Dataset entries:
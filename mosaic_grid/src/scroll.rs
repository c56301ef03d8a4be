// Copyright 2025 the Mosaic Authors
// SPDX-License-Identifier: Apache-2.0 OR MIT

//! Mutation animation flags, scroll alignment and the overlay space.

use kurbo::{Point, Rect, Size, Vec2};

bitflags::bitflags! {
    /// How an index-space mutation is presented.
    ///
    /// The empty set applies the mutation without animation.
    #[derive(Clone, Copy, Debug, PartialEq, Eq, Hash, Default)]
    pub struct ItemAnimation: u8 {
        /// Cross-fade affected cells.
        const FADE   = 0b0000_0001;
        /// Scroll the affected index into view.
        const SCROLL = 0b0000_0010;
    }
}

/// Where [`GridView::scroll_to`](crate::GridView::scroll_to) places an item
/// along the scroll axis.
#[derive(Copy, Clone, Debug, PartialEq, Eq, Hash, Default)]
pub enum ScrollPosition {
    /// Move just enough to make the item fully visible.
    #[default]
    Nearest,
    /// Align the leading edge of the item with the viewport's.
    Start,
    /// Center the item in the viewport.
    Middle,
    /// Align the trailing edge of the item with the viewport's.
    End,
}

impl ScrollPosition {
    /// Offset along one axis that places `[start, end)` in a viewport of
    /// length `extent` currently scrolled to `current`.
    pub(crate) fn resolve(self, start: f64, end: f64, current: f64, extent: f64) -> f64 {
        match self {
            Self::Start => start,
            Self::End => (end - extent).max(0.0),
            Self::Middle => (start - (extent - (end - start)) / 2.0).max(0.0),
            Self::Nearest => {
                if start >= current && end <= current + extent {
                    current
                } else if start < current {
                    start
                } else {
                    (end - extent).max(0.0)
                }
            }
        }
    }
}

/// The coordinate space dragged and transforming cells are moved into.
#[derive(Copy, Clone, Debug, PartialEq, Default)]
pub enum Overlay {
    /// The container's own content space.
    #[default]
    Container,
    /// A view above the container.
    External {
        /// Bounds of the overlay in its own coordinates.
        bounds: Rect,
        /// Where the container's top-left corner sits in the overlay.
        container_origin: Point,
    },
}

impl Overlay {
    fn shift(&self, offset: Point) -> Vec2 {
        match self {
            Self::Container => Vec2::ZERO,
            Self::External {
                container_origin, ..
            } => container_origin.to_vec2() - offset.to_vec2(),
        }
    }

    /// Converts a rect in container content coordinates to overlay coordinates.
    pub fn to_overlay(&self, rect: Rect, offset: Point) -> Rect {
        rect + self.shift(offset)
    }

    /// Converts a rect in overlay coordinates to container content coordinates.
    pub fn to_container(&self, rect: Rect, offset: Point) -> Rect {
        rect - self.shift(offset)
    }

    /// The overlay's bounds in its own coordinates.
    ///
    /// For [`Overlay::Container`] this is the visible part of the content.
    pub fn bounds(&self, viewport: Size, offset: Point) -> Rect {
        match self {
            Self::Container => Rect::from_origin_size(offset, viewport),
            Self::External { bounds, .. } => *bounds,
        }
    }
}
#[cfg(test)]
mod tests {
    use crate::testing::{Source, Tile, fixture, fixture_with, settle};
    use crate::{
        AnimationSubject, GridConfig, GridView, HostRequest, ItemAnimation, Orientation,
        ScrollPosition,
    };
    use alloc::vec::Vec;
    use kurbo::{Point, Size};
    use mosaic_layout::{Layout, LayoutKind};
    use mosaic_pool::Cell;

    fn indices(grid: &mut GridView<Tile, Source>) -> Vec<(usize, usize)> {
        let ids: Vec<_> = grid.live_cells().to_vec();
        ids.into_iter()
            .filter_map(|id| {
                let cell = grid.cell(id)?;
                Some((cell.index()?, cell.content.item?))
            })
            .collect()
    }

    #[test]
    fn viewport_loads_the_visible_range() {
        let (mut grid, _) = fixture(250);
        assert_eq!(grid.live_cells().len(), 18);
        let frame = grid.cell(grid.cell_at_index(3).unwrap()).unwrap().frame;
        assert_eq!(frame.origin(), Point::new(5.0, 115.0));
        assert!(!grid.paging_enabled());
    }

    #[test]
    fn scrolling_keeps_live_cells_within_the_visible_range() {
        let (mut grid, _) = fixture(250);
        let mut y = 0.0;
        while y < grid.content_size().height {
            grid.set_content_offset(Point::new(0.0, y));
            let visible = grid.layout_strategy().visible_range(Point::new(0.0, y));
            let live = grid.live_cells().to_vec();
            assert_eq!(live.len(), visible.len(), "offset {y}");
            for id in live {
                let index = grid.cell(id).unwrap().index().unwrap();
                assert!(visible.contains(&index) && index < 250);
            }
            y += 70.0;
        }
    }

    #[test]
    fn insert_then_remove_restores_every_index() {
        let (mut grid, _) = fixture(30);
        let before = indices(&mut grid);
        grid.data_source_mut().insert(4);
        grid.insert_at(4, ItemAnimation::empty());
        assert_eq!(grid.item_count(), 31);
        let id = grid.cell_at_index(5).unwrap();
        assert_eq!(grid.cell(id).unwrap().content.item, Some(4));

        grid.data_source_mut().remove(4);
        grid.remove_at(4, ItemAnimation::empty());
        assert_eq!(grid.item_count(), 30);
        assert_eq!(indices(&mut grid), before);
    }

    #[test]
    fn appending_shifts_nothing() {
        let (mut grid, _) = fixture(6);
        let before: Vec<_> = (0..6).map(|i| grid.cell_at_index(i).unwrap()).collect();
        grid.data_source_mut().insert(6);
        grid.insert_at(6, ItemAnimation::empty());
        assert_eq!(grid.item_count(), 7);
        for (index, id) in before.into_iter().enumerate() {
            assert_eq!(grid.cell(id).unwrap().index(), Some(index));
        }
        assert!(grid.cell_at_index(6).is_some());
    }

    #[test]
    fn inserting_past_the_loaded_window_creates_nothing() {
        let (mut grid, log) = fixture(250);
        assert_eq!(grid.pool.loaded_range(), Some(0..18));
        grid.drain_requests();
        let created = log.borrow().created;
        grid.data_source_mut().insert(18);
        grid.insert_at(18, ItemAnimation::FADE);
        assert!(grid.cell_at_index(18).is_none());
        assert_eq!(log.borrow().created, created);
        let fades = |requests: Vec<HostRequest>| {
            requests
                .into_iter()
                .filter_map(|r| match r {
                    HostRequest::Animate(a) => match a.subject {
                        AnimationSubject::FadeIn(id) => Some(id),
                        _ => None,
                    },
                    _ => None,
                })
                .collect::<Vec<_>>()
        };
        assert!(fades(grid.drain_requests()).is_empty());

        // The last loaded slot still gets a live, fading cell.
        grid.data_source_mut().insert(17);
        grid.insert_at(17, ItemAnimation::FADE);
        let faded = fades(grid.drain_requests());
        assert_eq!(faded.len(), 1);
        assert_eq!(grid.cell_at_index(17), Some(faded[0]));
    }

    #[test]
    fn faded_removal_keeps_the_cell_until_it_completes() {
        let (mut grid, _) = fixture(30);
        grid.drain_requests();
        let removed = grid.cell_at_index(2).unwrap();
        grid.data_source_mut().remove(2);
        grid.remove_at(2, ItemAnimation::FADE);
        assert!(grid.cell(removed).is_some_and(|c| c.index().is_none() && c.alpha == 0.0));
        assert_eq!(grid.pending_completions(), 1);
        let requests = grid.drain_requests();
        assert!(requests.iter().any(|r| matches!(
            r,
            HostRequest::Animate(a)
                if a.subject == AnimationSubject::FadeOut(removed) && a.token.is_some()
        )));
        for request in requests {
            if let HostRequest::Animate(animation) = request {
                if let Some(token) = animation.token {
                    grid.complete(token);
                }
            }
        }
        assert!(grid.cell(removed).is_none());
        assert_eq!(grid.pending_completions(), 0);
        let live = grid.live_cells().len();
        let visible = grid.layout_strategy().visible_range(grid.content_offset());
        assert_eq!(live, visible.len());
    }

    #[test]
    #[should_panic(expected = "out of range")]
    fn removing_past_the_end_panics() {
        let (mut grid, _) = fixture(3);
        grid.remove_at(3, ItemAnimation::empty());
    }

    #[test]
    fn swap_exchanges_two_cells_and_their_frames() {
        let (mut grid, _) = fixture(30);
        let a = grid.cell_at_index(0).unwrap();
        let b = grid.cell_at_index(4).unwrap();
        grid.swap(0, 4, ItemAnimation::empty());
        settle(&mut grid);
        assert_eq!(grid.cell_at_index(0), Some(b));
        assert_eq!(grid.cell_at_index(4), Some(a));
        let layout = grid.layout_strategy();
        assert_eq!(grid.cell(a).unwrap().frame, layout.frame_for_index(4));
        assert_eq!(grid.cell(b).unwrap().frame, layout.frame_for_index(0));
    }

    #[test]
    fn reload_at_fades_out_the_old_cell() {
        let (mut grid, _) = fixture(30);
        let old = grid.cell_at_index(1).unwrap();
        grid.reload_at(1, ItemAnimation::FADE);
        let fresh = grid.cell_at_index(1).unwrap();
        assert_ne!(fresh, old);
        assert!(grid.cell(old).is_some());
        settle(&mut grid);
        assert!(grid.cell(old).is_none());
        assert_eq!(grid.cell_at_index(1), Some(fresh));
    }

    #[test]
    fn low_memory_purges_the_pool_only() {
        let (mut grid, source) = fixture_with(
            250,
            Size::new(330.0, 250.0),
            GridConfig {
                center_grid: false,
                ..GridConfig::default()
            },
        );
        assert_eq!(grid.live_cells().len(), 12);
        for _ in 0..5 {
            grid.pool.reusable_mut().push(Cell::new(Tile::default()));
        }
        assert_eq!(grid.reusable_count(), 5);
        assert_eq!(grid.on_low_memory(), 5);
        assert_eq!(grid.reusable_count(), 0);
        assert_eq!(grid.live_cells().len(), 12);

        let created = source.borrow().created;
        grid.set_content_offset(Point::new(0.0, 1_100.0));
        // The first pass recycles the cells it evicts; nothing fails.
        assert!(grid.cell_at_index(30).is_some());
        grid.on_low_memory();
        grid.set_content_offset(Point::new(0.0, 0.0));
        assert!(grid.cell_at_index(0).is_some());
        assert!(source.borrow().created > created);
    }

    #[test]
    fn scroll_to_aligns_on_the_scroll_axis() {
        let (mut grid, _) = fixture(250);
        grid.scroll_to(30, ScrollPosition::Start, false);
        assert_eq!(grid.content_offset(), Point::new(0.0, 1_105.0));
        grid.scroll_to(30, ScrollPosition::Nearest, false);
        assert_eq!(grid.content_offset(), Point::new(0.0, 1_105.0));
        grid.scroll_to(0, ScrollPosition::End, false);
        assert_eq!(grid.content_offset(), Point::ZERO);
        // Clamped to the last item, whose bottom edge sits 5 above the content end.
        grid.scroll_to(10_000, ScrollPosition::End, false);
        let max = grid.content_size().height - grid.viewport().height;
        assert_eq!(grid.content_offset().y, max - 5.0);
    }

    #[test]
    fn paged_scroll_lands_on_page_starts() {
        let (mut grid, _) = fixture_with(
            100,
            Size::new(330.0, 225.0),
            GridConfig {
                layout: LayoutKind::HorizontalPagedLeftToRight,
                center_grid: false,
                ..GridConfig::default()
            },
        );
        assert!(grid.paging_enabled());
        grid.scroll_to(13, ScrollPosition::Nearest, false);
        assert_eq!(grid.content_offset(), Point::new(660.0, 0.0));
    }

    #[test]
    fn rotation_requeries_the_item_size() {
        let (mut grid, source) = fixture(250);
        source.borrow_mut().size = Size::new(150.0, 150.0);
        grid.on_orientation_will_change(Orientation::Landscape);
        grid.set_viewport(Size::new(480.0, 330.0));
        assert_eq!(grid.item_size(), Size::new(150.0, 150.0));
        let id = grid.cell_at_index(0).unwrap();
        assert_eq!(grid.cell(id).unwrap().frame.size(), Size::new(150.0, 150.0));
        assert_eq!(
            source.borrow().hints.last().map(|h| h.orientation),
            Some(Orientation::Landscape)
        );
    }

    #[test]
    fn reload_rereads_the_count_and_clamps_the_offset() {
        let (mut grid, _) = fixture(250);
        grid.set_content_offset(Point::new(0.0, 5_000.0));
        grid.data_source_mut().truncate(10);
        grid.reload();
        assert_eq!(grid.item_count(), 10);
        assert_eq!(grid.content_offset(), Point::ZERO);
        assert!(grid.cell_at_index(9).is_some());
        assert!(grid.cell_at_index(10).is_none());
    }

    #[test]
    fn unknown_tokens_are_ignored() {
        let (mut grid, _) = fixture(10);
        grid.remove_at(0, ItemAnimation::FADE);
        let token = grid
            .drain_requests()
            .into_iter()
            .find_map(|r| match r {
                HostRequest::Animate(a) => a.token,
                _ => None,
            })
            .unwrap();
        grid.complete(token);
        assert_eq!(grid.pending_completions(), 0);
        grid.complete(token);
        assert_eq!(grid.item_count(), 9);
    }
}
// Copyright 2025 the Mosaic Authors
// SPDX-License-Identifier: Apache-2.0 OR MIT

use core::ops::Range;

use kurbo::{Point, Rect, Size, Vec2};

use crate::util::{ceil, ceil_to_isize, cell_coord, fit_count, floor_to_isize};
use crate::{Layout, LayoutConfig, LayoutKind, LayoutState};

/// Rows of items that fill left to right, scrolling vertically.
///
/// As many items as fit the viewport width (minus the minimum horizontal
/// insets) go in each row; item `i` lands in row `i / per_row`, column
/// `i % per_row`.
#[derive(Clone, Debug, Default)]
pub struct VerticalLayout {
    config: LayoutConfig,
    state: LayoutState,
    items_per_row: usize,
}

impl VerticalLayout {
    /// Creates an unconfigured vertical layout.
    #[must_use]
    pub fn new() -> Self {
        Self::default()
    }

    /// Number of items in each row, as of the last rebase.
    #[must_use]
    pub fn items_per_row(&self) -> usize {
        self.items_per_row.max(1)
    }
}

impl Layout for VerticalLayout {
    fn kind(&self) -> LayoutKind {
        LayoutKind::Vertical
    }

    fn configure(&mut self, config: LayoutConfig) {
        self.config = config;
    }

    fn config(&self) -> &LayoutConfig {
        &self.config
    }

    fn rebase(&mut self, item_count: usize, bounds: Rect) {
        self.state.begin(item_count, bounds);
        let config = self.config;
        let pitch = config.pitch();
        let available = bounds.width() - config.min_insets.x0 - config.min_insets.x1;
        self.items_per_row = fit_count(available, config.item_size.width, config.spacing);

        let per_row = self.items_per_row();
        let rows = item_count.div_ceil(per_row);
        let actual = Size::new(
            ceil(item_count.min(per_row) as f64 * pitch.x) - config.spacing,
            ceil(rows as f64 * pitch.y) - config.spacing,
        );
        self.state.settle(&config, bounds.size(), actual);
    }

    fn state(&self) -> &LayoutState {
        &self.state
    }

    fn origin_for_index(&self, index: usize) -> Point {
        let per_row = self.items_per_row();
        let pitch = self.config.pitch();
        let column = (index % per_row) as f64;
        let row = (index / per_row) as f64;
        self.state.tile_origin() + Vec2::new(column * pitch.x, row * pitch.y)
    }

    fn index_at_point(&self, point: Point) -> Option<usize> {
        let pitch = self.config.pitch();
        let local = point - self.state.tile_origin();
        let column = cell_coord(local.x, pitch.x)?;
        let row = cell_coord(local.y, pitch.y)?;
        let per_row = self.items_per_row();
        if column >= per_row {
            return None;
        }
        let index = row.checked_mul(per_row)?.checked_add(column)?;
        if index >= self.state.item_count || !self.frame_for_index(index).contains(point) {
            return None;
        }
        Some(index)
    }

    fn visible_range(&self, offset: Point) -> Range<usize> {
        let count = self.state.item_count;
        let pitch = self.config.pitch().y;
        if pitch <= 0.0 {
            return 0..count;
        }
        let per_row = self.items_per_row();
        let top = offset.y - self.state.edge_insets.y0;
        let first_row = floor_to_isize(top / pitch).saturating_sub(1).max(0);
        let last_row = ceil_to_isize((top + self.state.bounds.height()) / pitch).max(0);
        let start = (first_row as usize).saturating_mul(per_row).min(count);
        let end = (last_row as usize)
            .saturating_add(1)
            .saturating_mul(per_row)
            .min(count);
        start..end.max(start)
    }
}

### ABOUT THIS EXERCISE
Pull out all lines containing the word "extent" from the entries above.

### RESULT OF THE EXERCISE
    /// length `extent` currently scrolled to `current`.
    pub(crate) fn resolve(self, start: f64, end: f64, current: f64, extent: f64) -> f64 {
            Self::End => (end - extent).max(0.0),
            Self::Middle => (start - (extent - (end - start)) / 2.0).max(0.0),
                if start >= current && end <= current + extent {
                    (end - extent).max(0.0)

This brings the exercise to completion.